**WHAT YOU SHOULD DO**: Search the entries below for the string "filename" and give the number of lines that hold it, nothing else.
####################
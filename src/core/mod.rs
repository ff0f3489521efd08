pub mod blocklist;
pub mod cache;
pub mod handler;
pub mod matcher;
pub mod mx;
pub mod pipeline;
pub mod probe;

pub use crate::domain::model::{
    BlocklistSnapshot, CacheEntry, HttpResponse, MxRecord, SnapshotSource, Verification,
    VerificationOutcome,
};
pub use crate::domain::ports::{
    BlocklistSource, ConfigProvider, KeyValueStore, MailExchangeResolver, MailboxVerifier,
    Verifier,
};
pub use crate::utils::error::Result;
####################
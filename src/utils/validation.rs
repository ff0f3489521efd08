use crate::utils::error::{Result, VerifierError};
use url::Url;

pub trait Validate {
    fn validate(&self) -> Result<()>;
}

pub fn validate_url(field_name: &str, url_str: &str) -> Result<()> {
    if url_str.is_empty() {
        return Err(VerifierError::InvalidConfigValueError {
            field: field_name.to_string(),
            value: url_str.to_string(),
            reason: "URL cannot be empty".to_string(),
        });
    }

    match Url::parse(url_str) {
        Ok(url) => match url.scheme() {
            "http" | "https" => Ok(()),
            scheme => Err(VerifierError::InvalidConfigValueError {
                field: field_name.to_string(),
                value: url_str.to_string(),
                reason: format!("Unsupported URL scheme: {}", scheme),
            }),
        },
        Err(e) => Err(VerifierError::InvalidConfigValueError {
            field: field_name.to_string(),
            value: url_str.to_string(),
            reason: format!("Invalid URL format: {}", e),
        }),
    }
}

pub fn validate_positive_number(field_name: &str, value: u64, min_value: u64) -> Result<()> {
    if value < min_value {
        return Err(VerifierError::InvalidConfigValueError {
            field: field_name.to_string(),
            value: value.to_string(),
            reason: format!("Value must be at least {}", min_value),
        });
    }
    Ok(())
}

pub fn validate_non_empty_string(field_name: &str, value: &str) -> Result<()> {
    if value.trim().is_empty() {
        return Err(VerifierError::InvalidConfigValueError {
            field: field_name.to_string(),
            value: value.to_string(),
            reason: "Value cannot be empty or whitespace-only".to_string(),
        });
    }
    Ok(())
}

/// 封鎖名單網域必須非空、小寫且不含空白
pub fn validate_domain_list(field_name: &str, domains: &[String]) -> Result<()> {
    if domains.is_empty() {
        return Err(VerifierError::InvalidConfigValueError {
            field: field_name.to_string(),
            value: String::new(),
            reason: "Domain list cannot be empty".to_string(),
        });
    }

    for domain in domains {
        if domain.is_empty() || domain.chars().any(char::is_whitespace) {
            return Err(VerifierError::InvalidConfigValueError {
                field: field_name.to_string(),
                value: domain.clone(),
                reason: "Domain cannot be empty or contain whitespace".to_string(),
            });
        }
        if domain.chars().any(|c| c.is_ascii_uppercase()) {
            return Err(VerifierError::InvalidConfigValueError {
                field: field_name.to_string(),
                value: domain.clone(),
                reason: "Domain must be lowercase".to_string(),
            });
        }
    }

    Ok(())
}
####################
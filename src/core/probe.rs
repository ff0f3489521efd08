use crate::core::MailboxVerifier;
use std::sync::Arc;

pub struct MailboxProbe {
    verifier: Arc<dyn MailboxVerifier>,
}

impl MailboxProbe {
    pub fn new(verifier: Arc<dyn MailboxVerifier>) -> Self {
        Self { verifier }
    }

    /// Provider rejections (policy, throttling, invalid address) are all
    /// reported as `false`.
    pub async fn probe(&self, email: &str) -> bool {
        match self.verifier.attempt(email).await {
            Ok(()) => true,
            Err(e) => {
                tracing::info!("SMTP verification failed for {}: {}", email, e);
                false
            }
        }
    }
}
####################
**SOLUTION BELOW**: 3